Up and running: I had a few problems when installing with Windows XP, but here’s how to avoid them: Turn off anti-virus programs before installing, and restart after the installation is complete—regardless of whether or not you’re prompted to restart. I tested the MR816csx with Cubase 5, but I also tried Cakewalk Sonar and Ableton Live. They can’t do the Quick Connect feature, but the interface aspects work perfectly, and surprisingly, all the DSP hardware can be accessed just as you would any external effect(s). I understand why Steinberg pushes the Cubase connection, but that’s not all the MR816csx can do.
First impressions: You get eight analog ins with mic pres (with individual +48V switches) and 1/4"/XLR combo input jacks, TRS insert I/O jacks for inputs 1+2, ADAT I/O (switchable to optical S/PDIF), coaxial S/PDIF, and word clock I/O—but no MIDI I/O. Outputs are eight balanced 1/4" outs, and two headphone outs. The Class-A mic pres, with Darlington inputs, are seriously good; they’re smooth, precise, and quiet.
There’s a mixer editor applet that works well, but it’s for setup and using the MR816csx as a stand-alone digital mixer. Using the hardware DSP within Cubase is a little confusing; it involves configuring a Cubase channel strip, and I definitely needed the documentation. But once it’s happening, it makes sense and all the settings are saved with your project.
You also have to decide in advance how to allocate the hardware. The choices are eight mono channel strip instances, four stereo channel strip instances, six mono channel strip instances and one REV-X (which you’ll likely want to use as a send effect), or three stereo channels with one REV-X.
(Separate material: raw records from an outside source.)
//! Transaction Handlers

use std::sync::Arc;

use axum::{
    extract::{Path, State},
    Json,
};

use agentmarket_types::TransactionStatus;

use crate::dto::{TransactionResponse, UpdateTransactionStatusRequest};
use crate::error::{ApiError, ApiResult};
use crate::extractors::ValidatedJson;
use crate::state::AppState;

/// Update a transaction's status once the chain outcome is known
#[utoipa::path(
    post,
    path = "/api/transaction/{id}/status",
    tag = "Transactions",
    params(("id" = String, Path, description = "Transaction id")),
    request_body = UpdateTransactionStatusRequest,
    responses(
        (status = 200, description = "Updated transaction", body = TransactionResponse),
        (status = 400, description = "Unknown status", body = crate::error::ErrorResponse),
        (status = 404, description = "Transaction not found", body = crate::error::ErrorResponse)
    )
)]
pub async fn update_transaction_status(
    State(state): State<Arc<AppState>>,
    Path(id): Path<String>,
    ValidatedJson(req): ValidatedJson<UpdateTransactionStatusRequest>,
) -> ApiResult<Json<TransactionResponse>> {
    let status: TransactionStatus = req
        .status
        .parse()
        .map_err(|_| ApiError::invalid_field("status", "must be one of: pending, completed, failed"))?;

    let transaction = state
        .db
        .transaction_repo()
        .update_status(&id, status)
        .await?
        .ok_or(ApiError::TransactionNotFound)?;

    tracing::info!(transaction_id = %transaction.id, status = %transaction.status, "Transaction status updated");

    Ok(Json(TransactionResponse {
        success: true,
        transaction: transaction.into(),
    }))
}
//! Agent types and owner addresses

use serde::{Deserialize, Serialize};
use std::fmt;
use std::str::FromStr;

use crate::{TypesError, TypesResult};

/// The fixed set of agent offerings.
///
/// Each variant selects one system-prompt template in the execution service.
#[derive(Debug, Clone, Copy, PartialEq, Eq, Hash, Serialize, Deserialize)]
#[serde(rename_all = "lowercase")]
pub enum AgentType {
    /// Code review and software engineering analysis
    Code,
    /// Technical and on-page SEO audit
    Seo,
    /// Copywriting and content creation
    Content,
    /// Data analysis and statistics
    Data,
}

impl AgentType {
    /// Every agent type, in catalog order
    pub const ALL: [AgentType; 4] = [Self::Code, Self::Seo, Self::Content, Self::Data];

    /// Wire / storage name
    pub fn as_str(&self) -> &'static str {
        match self {
            Self::Code => "code",
            Self::Seo => "seo",
            Self::Content => "content",
            Self::Data => "data",
        }
    }
}

impl fmt::Display for AgentType {
    fn fmt(&self, f: &mut fmt::Formatter<'_>) -> fmt::Result {
        f.write_str(self.as_str())
    }
}

impl FromStr for AgentType {
    type Err = TypesError;

    fn from_str(s: &str) -> TypesResult<Self> {
        match s {
            "code" => Ok(Self::Code),
            "seo" => Ok(Self::Seo),
            "content" => Ok(Self::Content),
            "data" => Ok(Self::Data),
            other => Err(TypesError::InvalidAgentType(other.to_string())),
        }
    }
}

/// Normalise a wallet address for storage and lookup.
///
/// Owner and buyer addresses are always compared in lower case.
pub fn normalize_address(address: &str) -> String {
    address.trim().to_lowercase()
}

#[cfg(test)]
mod tests {
    use super::*;

    #[test]
    fn test_agent_type_parsing() {
        for agent_type in AgentType::ALL {
            assert_eq!(agent_type.as_str().parse::<AgentType>(), Ok(agent_type));
        }
        assert_eq!(
            "legal".parse::<AgentType>(),
            Err(TypesError::InvalidAgentType("legal".to_string()))
        );
        // Case matters on the wire
        assert!("Code".parse::<AgentType>().is_err());
    }

    #[test]
    fn test_agent_type_serde() {
        let json = serde_json::to_string(&AgentType::Seo).unwrap();
        assert_eq!(json, "\"seo\"");
        let parsed: AgentType = serde_json::from_str("\"data\"").unwrap();
        assert_eq!(parsed, AgentType::Data);
    }

    #[test]
    fn test_normalize_address() {
        assert_eq!(
            normalize_address("  0xAbCdEF0123456789abcdef0123456789ABCDEF01 "),
            "0xabcdef0123456789abcdef0123456789abcdef01"
        );
        assert_eq!(normalize_address("0xabc"), "0xabc");
    }
}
Going deeper: Including DSP has both strengths and limitations. There’s virtually no load on the host computer, latency is low, and the algorithms—being dedicated to the hardware—can be relatively powerhungry. But you have a limited number of instantiations compared to software plug-ins, and you can’t do faster-than-realtime bounces because the processing is real time.
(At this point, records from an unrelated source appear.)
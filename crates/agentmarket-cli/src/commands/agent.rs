//! Catalog commands - browse, register, rate and toggle agents

use colored::*;

use agentmarket_sdk::{MarketClient, RegisterAgent};
use agentmarket_types::{parse_amount, AgentType};

use crate::display;

/// List active agents
pub async fn list(
    client: &MarketClient,
    agent_type: Option<&str>,
    owner: Option<&str>,
) -> anyhow::Result<()> {
    let agents = client.list_agents(agent_type, owner).await?;

    display::section(&format!("Agents ({})", agents.len()));
    if agents.is_empty() {
        display::warning("No agents found");
        return Ok(());
    }
    for agent in &agents {
        display::agent_row(agent);
    }
    Ok(())
}

pub async fn show(client: &MarketClient, id: &str) -> anyhow::Result<()> {
    let detail = client.get_agent(id).await?;
    display::agent_detail(&detail);
    Ok(())
}

/// Fields of a new listing, as given on the command line
pub struct Registration {
    pub contract_id: i64,
    pub owner: String,
    pub name: String,
    pub description: String,
    pub agent_type: String,
    pub price: String,
    pub metadata: Option<String>,
}

impl Registration {
    /// Validate locally before anything goes over the wire
    pub fn into_request(self) -> anyhow::Result<RegisterAgent> {
        let agent_type: AgentType = self
            .agent_type
            .parse()
            .map_err(|_| anyhow::anyhow!("Agent type must be one of: code, seo, content, data"))?;
        let price = parse_amount(&self.price)?;

        let metadata = match self.metadata {
            Some(raw) => match serde_json::from_str::<serde_json::Value>(&raw)? {
                serde_json::Value::Object(map) => Some(map),
                _ => anyhow::bail!("Metadata must be a JSON object"),
            },
            None => None,
        };

        Ok(RegisterAgent {
            contract_id: self.contract_id,
            owner: self.owner,
            name: self.name,
            description: self.description,
            agent_type,
            price: price.to_string(),
            metadata,
        })
    }
}

pub async fn register(client: &MarketClient, registration: Registration) -> anyhow::Result<()> {
    let request = registration.into_request()?;
    let agent = client.register_agent(&request).await?;

    display::success(&format!(
        "Agent '{}' registered at {} ETH",
        agent.name.bright_cyan(),
        agent.price
    ));
    display::info(&format!("ID: {}", agent.id));
    Ok(())
}

pub async fn rate(client: &MarketClient, id: &str, rating: f64) -> anyhow::Result<()> {
    let result = client.rate_agent(id, rating).await?;
    display::success(&format!(
        "Rating recorded: {}",
        display::stars(result.rating, result.rating_count)
    ));
    Ok(())
}

pub async fn toggle(client: &MarketClient, id: &str) -> anyhow::Result<()> {
    let agent = client.toggle_agent(id).await?;
    if agent.active {
        display::success(&format!("'{}' is listed", agent.name));
    } else {
        display::warning(&format!("'{}' is unlisted", agent.name));
    }
    Ok(())
}

#[cfg(test)]
mod tests {
    use super::*;

    fn registration() -> Registration {
        Registration {
            contract_id: 1,
            owner: "0xabc".to_string(),
            name: "Reviewer".to_string(),
            description: "Reviews code".to_string(),
            agent_type: "code".to_string(),
            price: "0.010".to_string(),
            metadata: Some(r#"{"version": 2}"#.to_string()),
        }
    }

    #[test]
    fn test_registration_request() {
        let request = registration().into_request().unwrap();
        assert_eq!(request.agent_type, AgentType::Code);
        assert_eq!(request.price, "0.01");
        assert_eq!(request.metadata.unwrap()["version"], 2);
    }

    #[test]
    fn test_registration_rejects_bad_input() {
        let mut bad_type = registration();
        bad_type.agent_type = "legal".to_string();
        assert!(bad_type.into_request().is_err());

        let mut bad_price = registration();
        bad_price.price = "-1".to_string();
        assert!(bad_price.into_request().is_err());

        let mut bad_metadata = registration();
        bad_metadata.metadata = Some("[1, 2]".to_string());
        assert!(bad_metadata.into_request().is_err());
    }
}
As to the DSP, the channel strip is a “morphing” channel strip with a “sweet spot” knob. The concept is that as you turn the knob, it sweeps through particular preset combinations of EQ and dynamics; you choose the one that sounds right with your source material. You can also edit the parameters manually.
I’m generally not much of a digital reverb fan, but I’ll make an exception for the REV-X. There are three algorithms (hall, room, and plate); freed from the restrictions of a native plug-in, it delivers extremely smooth sound quality. I don’t know if I’d buy the MR816csx solely for the reverb, but it’s a major plus.
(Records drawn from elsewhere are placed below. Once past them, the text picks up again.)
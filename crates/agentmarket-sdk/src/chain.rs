//! Marketplace payments over Ethereum JSON-RPC
//!
//! Buying an agent run is a `payAgent(uint256)` call to the marketplace
//! contract carrying the listed price as value. [`JsonRpcWallet`] submits it
//! through `eth_sendTransaction` on a node that holds the buyer's unlocked
//! account, then polls `eth_getTransactionReceipt` until the payment is mined.

use std::sync::atomic::{AtomicU64, Ordering};
use std::time::Duration;

use async_trait::async_trait;
use serde::de::DeserializeOwned;
use serde::{Deserialize, Serialize};
use sha3::{Digest, Keccak256};

use crate::error::{SdkError, SdkResult};

static RPC_ID: AtomicU64 = AtomicU64::new(1);

/// Solidity signature of the marketplace payment entry point
pub const PAY_AGENT_SIGNATURE: &str = "payAgent(uint256)";

/// Confirmed payment
#[derive(Debug, Clone, PartialEq, Eq)]
pub struct PaymentReceipt {
    pub tx_hash: String,
    pub block_number: Option<u64>,
    pub gas_used: Option<u64>,
}

/// Pays for agent runs on behalf of a connected wallet
#[async_trait]
pub trait PaymentGateway: Send + Sync {
    /// Paying account, lower-cased
    fn address(&self) -> &str;

    /// Send `value_wei` to the marketplace for agent `contract_id`; returns the tx hash
    async fn submit_payment(&self, contract_id: u64, value_wei: u128) -> SdkResult<String>;

    /// Block until the payment is mined successfully
    async fn wait_for_receipt(&self, tx_hash: &str) -> SdkResult<PaymentReceipt>;
}

// ============================================================================
// Calldata
// ============================================================================

/// First four bytes of the Keccak-256 hash of a function signature
pub fn function_selector(signature: &str) -> [u8; 4] {
    let hash = Keccak256::digest(signature.as_bytes());
    [hash[0], hash[1], hash[2], hash[3]]
}

/// ABI-encoded `payAgent(contract_id)` calldata, `0x`-prefixed
pub fn pay_agent_calldata(contract_id: u64) -> String {
    let mut data = Vec::with_capacity(4 + 32);
    data.extend_from_slice(&function_selector(PAY_AGENT_SIGNATURE));
    data.extend_from_slice(&[0u8; 24]);
    data.extend_from_slice(&contract_id.to_be_bytes());
    format!("0x{}", hex::encode(data))
}

fn to_quantity(value: u128) -> String {
    format!("0x{:x}", value)
}

fn parse_quantity(value: &str) -> Option<u64> {
    u64::from_str_radix(value.trim_start_matches("0x"), 16).ok()
}

// ============================================================================
// JSON-RPC
// ============================================================================

#[derive(Debug, Serialize)]
struct JsonRpcRequest<'a, T> {
    jsonrpc: &'static str,
    id: u64,
    method: &'a str,
    params: T,
}

#[derive(Debug, Deserialize)]
struct JsonRpcResponse<T> {
    result: Option<T>,
    error: Option<RpcErrorObject>,
}

#[derive(Debug, Deserialize)]
struct RpcErrorObject {
    code: i64,
    message: String,
}

#[derive(Debug, Serialize)]
struct SendTransaction<'a> {
    from: &'a str,
    to: &'a str,
    value: String,
    data: String,
}

#[derive(Debug, Deserialize)]
#[serde(rename_all = "camelCase")]
struct RawReceipt {
    transaction_hash: String,
    #[serde(default)]
    block_number: Option<String>,
    #[serde(default)]
    gas_used: Option<String>,
    #[serde(default)]
    status: Option<String>,
}

#[derive(Clone, Debug)]
struct RpcClient {
    url: String,
    client: reqwest::Client,
}

impl RpcClient {
    fn new(url: impl Into<String>) -> Self {
        Self {
            url: url.into(),
            client: reqwest::Client::new(),
        }
    }

    /// Call a method whose result may legitimately be `null`
    async fn call<P, R>(&self, method: &str, params: P) -> SdkResult<Option<R>>
    where
        P: Serialize,
        R: DeserializeOwned,
    {
        let payload = JsonRpcRequest {
            jsonrpc: "2.0",
            id: RPC_ID.fetch_add(1, Ordering::Relaxed),
            method,
            params,
        };

        let response = self.client.post(&self.url).json(&payload).send().await?;

        let status = response.status();
        if !status.is_success() {
            return Err(SdkError::Api {
                status: status.as_u16(),
                message: format!("HTTP {} from JSON-RPC node", status),
            });
        }

        let body: JsonRpcResponse<R> = response.json().await?;
        if let Some(error) = body.error {
            return Err(SdkError::Rpc {
                code: error.code,
                message: error.message,
            });
        }
        Ok(body.result)
    }

    async fn request<P, R>(&self, method: &str, params: P) -> SdkResult<R>
    where
        P: Serialize,
        R: DeserializeOwned,
    {
        self.call(method, params)
            .await?
            .ok_or_else(|| SdkError::MissingResult(method.to_string()))
    }
}

// ============================================================================
// Wallet
// ============================================================================

/// [`PaymentGateway`] backed by a node-managed account
#[derive(Clone, Debug)]
pub struct JsonRpcWallet {
    rpc: RpcClient,
    account: String,
    marketplace: String,
    poll_interval: Duration,
    confirmation_timeout: Duration,
}

impl JsonRpcWallet {
    /// Use a known account on the node
    pub fn new(rpc_url: &str, account: &str, marketplace: &str) -> SdkResult<Self> {
        if marketplace.is_empty() {
            return Err(SdkError::Config("marketplace address is not set".to_string()));
        }
        Ok(Self {
            rpc: RpcClient::new(rpc_url),
            account: account.to_lowercase(),
            marketplace: marketplace.to_string(),
            poll_interval: Duration::from_secs(1),
            confirmation_timeout: Duration::from_secs(120),
        })
    }

    /// Connect with the node's first account (`eth_accounts`)
    pub async fn connect(rpc_url: &str, marketplace: &str) -> SdkResult<Self> {
        let rpc = RpcClient::new(rpc_url);
        let accounts: Vec<String> = rpc.request("eth_accounts", Vec::<String>::new()).await?;
        let account = accounts.into_iter().next().ok_or(SdkError::WalletNotConnected)?;

        tracing::debug!(%account, "Wallet connected");
        Self::new(rpc_url, &account, marketplace)
    }

    pub fn with_poll_interval(mut self, interval: Duration) -> Self {
        self.poll_interval = interval;
        self
    }

    pub fn with_confirmation_timeout(mut self, timeout: Duration) -> Self {
        self.confirmation_timeout = timeout;
        self
    }
}

#[async_trait]
impl PaymentGateway for JsonRpcWallet {
    fn address(&self) -> &str {
        &self.account
    }

    async fn submit_payment(&self, contract_id: u64, value_wei: u128) -> SdkResult<String> {
        let tx = SendTransaction {
            from: &self.account,
            to: &self.marketplace,
            value: to_quantity(value_wei),
            data: pay_agent_calldata(contract_id),
        };

        let tx_hash: String = self.rpc.request("eth_sendTransaction", [tx]).await?;
        tracing::info!(%tx_hash, contract_id, "Payment submitted");
        Ok(tx_hash)
    }

    async fn wait_for_receipt(&self, tx_hash: &str) -> SdkResult<PaymentReceipt> {
        let deadline = tokio::time::Instant::now() + self.confirmation_timeout;

        loop {
            let receipt: Option<RawReceipt> =
                self.rpc.call("eth_getTransactionReceipt", [tx_hash]).await?;

            if let Some(receipt) = receipt {
                return match receipt.status.as_deref() {
                    Some("0x1") => Ok(PaymentReceipt {
                        tx_hash: receipt.transaction_hash,
                        block_number: receipt.block_number.as_deref().and_then(parse_quantity),
                        gas_used: receipt.gas_used.as_deref().and_then(parse_quantity),
                    }),
                    _ => Err(SdkError::PaymentReverted(tx_hash.to_string())),
                };
            }

            if tokio::time::Instant::now() + self.poll_interval > deadline {
                return Err(SdkError::PaymentTimeout {
                    tx_hash: tx_hash.to_string(),
                    waited: self.confirmation_timeout,
                });
            }
            tokio::time::sleep(self.poll_interval).await;
        }
    }
}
There are two more cool Quick Connect features. First, you can connect to multiple tracks at once. Second, it’s impossible to get lost, because if you want to know which input connects to which track, when you click on a track, the Quick Connect light for the input that’s connected to the track flashes. As there’s about a halfsecond delay between clicking on the track and the start of the flashing, you can look at the screen, find the track, click on it, then look over at the MR816csx and it will still be flashing.
The DSP FX (morphing compressor channel strip and REV-X Reverb) can be used on input (tracking) or during playback (mixing), but not both. During playback, you need to change the settings to External FX found in the Control Panel with Cubase/Nuendo. The FX can serve as an insert, FX channel, etc.
Conclusions: The MR816csx isn’t cheap (although there is a$300 rebate offer through 1/31/10; see your Steinberg dealer for info). But the mic pres are solid, the DSP not only sounds great but takes a load off your CPU, the Quick Connect feature is a clever time-saver, and neither the effects nor the interface are “keyed” to Cubase. If Cubase is a major player in what you do, and you often use multiple mics, this could be your ideal interface.